#### PROBLEM TO WORK ON:
Determine how many lines of the listing below include the string "FeatureCollection". Output the number and nothing more.

#### DATASET EXCERPTS:
============
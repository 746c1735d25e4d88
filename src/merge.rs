//! Merging feature collections into a single MultiPolygon.

use geo::{Area, BooleanOps, Geometry, MultiPolygon, Polygon};
use geojson::FeatureCollection;
use log::debug;

use crate::adapter::{adapt_features, multi_polygon_to_geojson};
use crate::error::{GridError, Result};
use crate::validate::validate_multi_polygon;

/// Normalize any geometry-library result to a MultiPolygon.
///
/// Polygons are wrapped, polygonal members of collections are gathered and
/// zero-area parts are discarded. Returns `None` when nothing polygonal with
/// positive area remains (points, lines, empty results).
pub fn into_multi_polygon(geometry: Geometry<f64>) -> Option<MultiPolygon<f64>> {
    let polygons: Vec<Polygon<f64>> = match geometry {
        Geometry::Polygon(polygon) => vec![polygon],
        Geometry::MultiPolygon(multi_polygon) => multi_polygon.0,
        Geometry::Rect(rect) => vec![rect.to_polygon()],
        Geometry::Triangle(triangle) => vec![triangle.to_polygon()],
        Geometry::GeometryCollection(collection) => collection.0.into_iter()
            .filter_map(into_multi_polygon)
            .flat_map(|multi_polygon| multi_polygon.0)
            .collect(),
        _ => return None,
    };
    let polygons: Vec<Polygon<f64>> = polygons.into_iter()
        .filter(|polygon| polygon.unsigned_area() > 0.0)
        .collect();

    if polygons.is_empty() {
        None
    } else {
        Some(MultiPolygon(polygons))
    }
}

/// Merge every polygonal feature of `fc` into a single validated MultiPolygon.
///
/// MultiPolygon features are unwrapped into their member polygons. The
/// result is always 2D. With `dissolve`, the polygons are unioned so shared
/// internal boundaries disappear.
pub fn merge_to_multi_polygon(fc: &FeatureCollection, dissolve: bool) -> Result<MultiPolygon<f64>> {
    let features = adapt_features(fc)?;
    let has_z = features.iter().any(|feature| feature.has_z);
    let polygons: Vec<Polygon<f64>> = features.into_iter()
        .flat_map(|feature| feature.geometry.0)
        .collect();

    if polygons.is_empty() {
        return Err(GridError::invalid("no polygons to merge"));
    }
    if has_z {
        debug!("Reduced {} polygon(s) with z ordinates to 2D", polygons.len());
    }

    let mut merged = MultiPolygon(polygons);
    validate_multi_polygon(&multi_polygon_to_geojson(&merged))?;

    if dissolve {
        let count = merged.0.len();
        merged = dissolve_polygons(merged)?;
        debug!("Dissolved {} polygon(s) into {}", count, merged.0.len());
        validate_multi_polygon(&multi_polygon_to_geojson(&merged))?;
    }
    Ok(merged)
}

fn dissolve_polygons(multi_polygon: MultiPolygon<f64>) -> Result<MultiPolygon<f64>> {
    multi_polygon.0.into_iter()
        .map(|polygon| MultiPolygon(vec![polygon]))
        .reduce(|a, b| a.union(&b))
        .map(Geometry::MultiPolygon)
        .and_then(into_multi_polygon)
        .ok_or_else(|| GridError::invalid("dissolve produced an empty geometry"))
}

#[cfg(test)]
mod tests {
    use super::*;
    use geo::{polygon, GeometryCollection, LineString, Point};

    fn unit_square() -> Polygon<f64> {
        polygon![(x: 0.0, y: 0.0), (x: 1.0, y: 0.0), (x: 1.0, y: 1.0), (x: 0.0, y: 1.0)]
    }

    #[test]
    fn bare_polygon_is_wrapped() {
        let wrapped = into_multi_polygon(Geometry::Polygon(unit_square())).unwrap();
        assert_eq!(wrapped, MultiPolygon(vec![unit_square()]));
    }

    #[test]
    fn non_polygonal_results_are_rejected() {
        let line = LineString::from(vec![(0.0, 0.0), (1.0, 1.0)]);
        assert!(into_multi_polygon(Geometry::LineString(line)).is_none());
        assert!(into_multi_polygon(Geometry::Point(Point::new(0.0, 0.0))).is_none());
        assert!(into_multi_polygon(Geometry::MultiPolygon(MultiPolygon(vec![]))).is_none());
    }

    #[test]
    fn zero_area_parts_are_discarded() {
        let sliver = polygon![(x: 0.0, y: 0.0), (x: 1.0, y: 0.0), (x: 2.0, y: 0.0)];
        let wrapped = into_multi_polygon(Geometry::MultiPolygon(MultiPolygon(vec![
            sliver.clone(),
            unit_square(),
        ])))
        .unwrap();
        assert_eq!(wrapped.0.len(), 1);
        assert!(into_multi_polygon(Geometry::Polygon(sliver)).is_none());
    }

    #[test]
    fn collections_keep_only_polygonal_members() {
        let collection = GeometryCollection(vec![
            Geometry::Point(Point::new(5.0, 5.0)),
            Geometry::Polygon(unit_square()),
        ]);
        let wrapped = into_multi_polygon(Geometry::GeometryCollection(collection)).unwrap();
        assert_eq!(wrapped.0, vec![unit_square()]);
    }

    #[test]
    fn dissolving_adjacent_squares_removes_shared_edge() {
        let right = polygon![(x: 1.0, y: 0.0), (x: 2.0, y: 0.0), (x: 2.0, y: 1.0), (x: 1.0, y: 1.0)];
        let dissolved = dissolve_polygons(MultiPolygon(vec![unit_square(), right])).unwrap();
        assert_eq!(dissolved.0.len(), 1);
        assert!((dissolved.unsigned_area() - 2.0).abs() < 1e-9);
    }
}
============
#### FINISHED EXERCISE:
2